* TASK REQUIREMENTS
Filter the entries below, keeping only lines with the word "month".

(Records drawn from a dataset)
%%
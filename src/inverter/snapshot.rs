use crate::prelude::*;

use chrono::{DateTime, NaiveDate, NaiveDateTime, Utc};
use num_enum::{FromPrimitive, IntoPrimitive};
use serde::Serialize;
use std::collections::BTreeMap;

/// One decoded quantity.
#[derive(Clone, Debug, PartialEq, Serialize)]
#[serde(untagged)]
pub enum Value {
    Number(f64),
    Text(String),
    List(Vec<String>),
}

impl Value {
    pub fn as_f64(&self) -> Option<f64> {
        match self {
            Value::Number(n) => Some(*n),
            _ => None,
        }
    }

    pub fn as_text(&self) -> Option<&str> {
        match self {
            Value::Text(t) => Some(t),
            _ => None,
        }
    }
}

/// Flat name -> value bag produced by one fetch, before assembly.
pub type Values = BTreeMap<&'static str, Value>;

#[derive(Clone, Copy, Debug, PartialEq, Eq, Serialize, FromPrimitive, IntoPrimitive)]
#[serde(rename_all = "SCREAMING_SNAKE_CASE")]
#[repr(u16)]
pub enum OperatingMode {
    Sub = 2,
    Sbu = 3,
    PowerOn = 10,
    Standby = 11,
    Line = 12,
    Battery = 13,
    Fault = 14,
    PowerSaving = 15,
    #[num_enum(default)]
    Unknown = 99,
}

impl OperatingMode {
    /// PI-17 QMOD letter.
    pub fn from_letter(letter: char) -> Self {
        match letter.to_ascii_uppercase() {
            'P' => Self::PowerOn,
            'S' => Self::Standby,
            'L' => Self::Line,
            'B' => Self::Battery,
            'F' => Self::Fault,
            'H' => Self::PowerSaving,
            _ => Self::Unknown,
        }
    }

    pub fn name(&self) -> &'static str {
        match self {
            Self::Sub => "SUB",
            Self::Sbu => "SBU",
            Self::PowerOn => "POWER_ON",
            Self::Standby => "STANDBY",
            Self::Line => "LINE",
            Self::Battery => "BATTERY",
            Self::Fault => "FAULT",
            Self::PowerSaving => "POWER_SAVING",
            Self::Unknown => "UNKNOWN",
        }
    }
}

impl std::fmt::Display for OperatingMode {
    fn fmt(&self, f: &mut std::fmt::Formatter<'_>) -> std::fmt::Result {
        write!(f, "{}", self.name())
    }
}

// Sub-records {{{
#[derive(Clone, Debug, PartialEq, Serialize)]
pub struct BatteryData {
    pub voltage: f64,
    pub current: f64,
    pub power: f64,
    pub soc: f64,
    pub temperature: f64,
}

#[derive(Clone, Debug, Default, PartialEq, Serialize)]
pub struct PvData {
    pub total_power: Option<f64>,
    pub charging_power: Option<f64>,
    pub charging_current: Option<f64>,
    pub temperature: Option<f64>,
    pub pv1_voltage: Option<f64>,
    pub pv1_current: Option<f64>,
    pub pv1_power: Option<f64>,
    pub pv2_voltage: Option<f64>,
    pub pv2_current: Option<f64>,
    pub pv2_power: Option<f64>,
    pub generated_today: Option<f64>,
    pub generated_total: Option<f64>,
}

#[derive(Clone, Debug, Default, PartialEq, Serialize)]
pub struct GridData {
    pub voltage: Option<f64>,
    pub current: Option<f64>,
    pub power: Option<f64>,
    /// centi-Hz
    pub frequency: Option<i32>,
}

#[derive(Clone, Debug, Default, PartialEq, Serialize)]
pub struct OutputData {
    pub voltage: Option<f64>,
    pub current: Option<f64>,
    pub power: Option<f64>,
    pub apparent_power: Option<f64>,
    pub load_percentage: Option<f64>,
    /// centi-Hz
    pub frequency: Option<i32>,
}

#[derive(Clone, Debug, PartialEq, Serialize)]
pub struct SystemStatus {
    pub operating_mode: OperatingMode,
    pub mode_code: u16,
    pub inverter_time: Option<NaiveDateTime>,
    pub warnings: Option<Vec<String>>,
}

#[derive(Clone, Debug, PartialEq, Serialize)]
pub struct RatingData {
    pub output_voltage: f64,
    pub output_frequency: f64,
    pub output_current: f64,
    pub output_apparent_power: f64,
    pub output_active_power: f64,
    pub battery_voltage: f64,
    pub battery_recharge_voltage: f64,
    pub battery_under_voltage: f64,
    pub battery_bulk_voltage: f64,
    pub battery_float_voltage: f64,
    pub battery_type: String,
    pub max_ac_charging_current: f64,
    pub max_charging_current: f64,
    pub output_source_priority: String,
    pub charger_source_priority: String,
} // }}}

/// Everything decoded in one poll cycle. Built once, never mutated.
#[derive(Clone, Debug, PartialEq, Serialize)]
pub struct Snapshot {
    pub taken_at: DateTime<Utc>,
    pub battery: Option<BatteryData>,
    pub pv: Option<PvData>,
    pub grid: Option<GridData>,
    pub output: Option<OutputData>,
    pub system: Option<SystemStatus>,
    pub rating: Option<RatingData>,
}

impl Snapshot {
    pub fn assemble(values: &Values) -> Self {
        let v = Fields(values);

        Self {
            taken_at: Utc::now(),
            battery: Self::battery(&v),
            pv: Self::pv(&v),
            grid: Self::grid(&v),
            output: Self::output(&v),
            system: Self::system(&v),
            rating: Self::rating(&v),
        }
    }

    pub fn is_empty(&self) -> bool {
        self.battery.is_none()
            && self.pv.is_none()
            && self.grid.is_none()
            && self.output.is_none()
            && self.system.is_none()
            && self.rating.is_none()
    }

    fn battery(v: &Fields) -> Option<BatteryData> {
        Some(BatteryData {
            voltage: v.num("battery_voltage")?,
            current: v.num("battery_current")?,
            power: v.num("battery_power")?,
            soc: v.num("battery_soc")?,
            temperature: v.num("battery_temperature")?,
        })
    }

    fn pv(v: &Fields) -> Option<PvData> {
        if !v.any(&["pv_total_power", "pv1_voltage", "pv2_voltage"]) {
            return None;
        }

        Some(PvData {
            total_power: v.num("pv_total_power"),
            charging_power: v.num("pv_charging_power"),
            charging_current: v.num("pv_charging_current"),
            temperature: v.num("pv_temperature"),
            pv1_voltage: v.num("pv1_voltage"),
            pv1_current: v.num("pv1_current"),
            pv1_power: v.num("pv1_power"),
            pv2_voltage: v.num("pv2_voltage"),
            pv2_current: v.num("pv2_current"),
            pv2_power: v.num("pv2_power"),
            generated_today: v.num("pv_energy_today"),
            generated_total: v.num("pv_energy_total"),
        })
    }

    fn grid(v: &Fields) -> Option<GridData> {
        if !v.any(&["grid_voltage", "grid_power", "grid_frequency"]) {
            return None;
        }

        Some(GridData {
            voltage: v.num("grid_voltage"),
            current: v.num("grid_current"),
            power: v.num("grid_power"),
            frequency: v.num("grid_frequency").map(|f| f.round() as i32),
        })
    }

    fn output(v: &Fields) -> Option<OutputData> {
        if !v.any(&["output_voltage", "output_power"]) {
            return None;
        }

        let voltage = v.num("output_voltage");
        let current = v.num("output_current");
        let apparent_power = v.num("output_apparent_power").or_else(|| {
            voltage
                .zip(current)
                .map(|(volts, amps)| Utils::round(volts * amps, 3))
        });

        Some(OutputData {
            voltage,
            current,
            power: v.num("output_power"),
            apparent_power,
            load_percentage: v.num("output_load_percentage"),
            frequency: v.num("output_frequency").map(|f| f.round() as i32),
        })
    }

    fn system(v: &Fields) -> Option<SystemStatus> {
        let code = v.num("operation_mode")?;
        let code = if code.is_finite() && code >= 0.0 && code <= f64::from(u16::MAX) {
            code as u16
        } else {
            u16::from(OperatingMode::Unknown)
        };

        Some(SystemStatus {
            operating_mode: OperatingMode::from(code),
            mode_code: code,
            inverter_time: Self::inverter_time(v),
            warnings: v.list("warnings"),
        })
    }

    fn inverter_time(v: &Fields) -> Option<NaiveDateTime> {
        let mut parts = [0u32; 6];
        for (i, part) in parts.iter_mut().enumerate() {
            let raw = v.num(TIME_REGISTERS[i])?;
            if raw < 0.0 {
                return None;
            }
            *part = raw as u32;
        }
        let [year, month, day, hour, minute, second] = parts;

        let time = NaiveDate::from_ymd_opt(year as i32, month, day)
            .and_then(|date| date.and_hms_opt(hour, minute, second));
        if time.is_none() {
            debug!("ignoring invalid inverter clock {:?}", parts);
        }
        time
    }

    fn rating(v: &Fields) -> Option<RatingData> {
        Some(RatingData {
            output_voltage: v.num("rated_output_voltage")?,
            output_frequency: v.num("rated_output_frequency")?,
            output_current: v.num("rated_output_current")?,
            output_apparent_power: v.num("rated_output_apparent_power")?,
            output_active_power: v.num("rated_output_active_power")?,
            battery_voltage: v.num("rated_battery_voltage")?,
            battery_recharge_voltage: v.num("battery_recharge_voltage")?,
            battery_under_voltage: v.num("battery_under_voltage")?,
            battery_bulk_voltage: v.num("battery_bulk_voltage")?,
            battery_float_voltage: v.num("battery_float_voltage")?,
            battery_type: v.text("battery_type")?,
            max_ac_charging_current: v.num("max_ac_charging_current")?,
            max_charging_current: v.num("max_charging_current")?,
            output_source_priority: v.text("output_source_priority")?,
            charger_source_priority: v.text("charger_source_priority")?,
        })
    }
}

pub const TIME_REGISTERS: [&str; 6] = [
    "time_register_0",
    "time_register_1",
    "time_register_2",
    "time_register_3",
    "time_register_4",
    "time_register_5",
];

struct Fields<'a>(&'a Values);

impl Fields<'_> {
    fn num(&self, key: &str) -> Option<f64> {
        self.0.get(key).and_then(Value::as_f64)
    }

    fn text(&self, key: &str) -> Option<String> {
        self.0.get(key).and_then(Value::as_text).map(str::to_owned)
    }

    fn list(&self, key: &str) -> Option<Vec<String>> {
        match self.0.get(key) {
            Some(Value::List(items)) => Some(items.clone()),
            _ => None,
        }
    }

    fn any(&self, keys: &[&str]) -> bool {
        keys.iter().any(|k| self.0.contains_key(*k))
    }
}

#[cfg(test)]
mod tests {
    use super::*;

    fn values(pairs: &[(&'static str, f64)]) -> Values {
        pairs
            .iter()
            .map(|(k, v)| (*k, Value::Number(*v)))
            .collect()
    }

    #[test]
    fn battery_needs_every_key() {
        let mut v = values(&[
            ("battery_voltage", 52.8),
            ("battery_current", -3.0),
            ("battery_power", -158.0),
            ("battery_soc", 85.0),
        ]);
        assert!(Snapshot::assemble(&v).battery.is_none());

        v.insert("battery_temperature", Value::Number(31.0));
        let battery = Snapshot::assemble(&v).battery.unwrap();
        assert_eq!(battery.voltage, 52.8);
        assert_eq!(battery.temperature, 31.0);
    }

    #[test]
    fn empty_values_assemble_nothing() {
        let snapshot = Snapshot::assemble(&Values::new());
        assert!(snapshot.is_empty());
    }

    #[test]
    fn sub_records_are_never_zero_filled() {
        let snapshot = Snapshot::assemble(&values(&[("grid_voltage", 231.5)]));
        let grid = snapshot.grid.unwrap();
        assert_eq!(grid.voltage, Some(231.5));
        assert_eq!(grid.power, None);
        assert_eq!(grid.frequency, None);
        assert!(snapshot.pv.is_none());
        assert!(snapshot.output.is_none());
    }

    #[test]
    fn apparent_power_is_derived_when_missing() {
        let snapshot = Snapshot::assemble(&values(&[
            ("output_voltage", 230.0),
            ("output_current", 2.5),
            ("output_power", 500.0),
        ]));
        assert_eq!(snapshot.output.unwrap().apparent_power, Some(575.0));
    }

    #[test]
    fn operating_mode_and_clock() {
        let mut v = values(&[
            ("operation_mode", 3.0),
            ("time_register_0", 2024.0),
            ("time_register_1", 5.0),
            ("time_register_2", 17.0),
            ("time_register_3", 13.0),
            ("time_register_4", 45.0),
            ("time_register_5", 9.0),
        ]);
        let system = Snapshot::assemble(&v).system.unwrap();
        assert_eq!(system.operating_mode, OperatingMode::Sbu);
        assert_eq!(system.mode_code, 3);
        assert_eq!(
            system.inverter_time,
            NaiveDate::from_ymd_opt(2024, 5, 17).and_then(|d| d.and_hms_opt(13, 45, 9))
        );

        v.insert("time_register_1", Value::Number(13.0));
        v.insert("operation_mode", Value::Number(42.0));
        let system = Snapshot::assemble(&v).system.unwrap();
        assert_eq!(system.operating_mode, OperatingMode::Unknown);
        assert_eq!(system.inverter_time, None);
    }

    #[test]
    fn qmod_letters() {
        assert_eq!(OperatingMode::from_letter('B'), OperatingMode::Battery);
        assert_eq!(OperatingMode::from_letter('h'), OperatingMode::PowerSaving);
        assert_eq!(u16::from(OperatingMode::from_letter('L')), 12);
        assert_eq!(OperatingMode::from_letter('Z'), OperatingMode::Unknown);
    }

    #[test]
    fn serializes_mode_by_name() {
        let status = SystemStatus {
            operating_mode: OperatingMode::PowerOn,
            mode_code: 10,
            inverter_time: None,
            warnings: None,
        };
        let json = serde_json::to_value(&status).unwrap();
        assert_eq!(json["operating_mode"], "POWER_ON");
    }
}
%%
* ANSWER TO THIS TASK
        let [year, month, day, hour, minute, second] = parts;
        let time = NaiveDate::from_ymd_opt(year as i32, month, day)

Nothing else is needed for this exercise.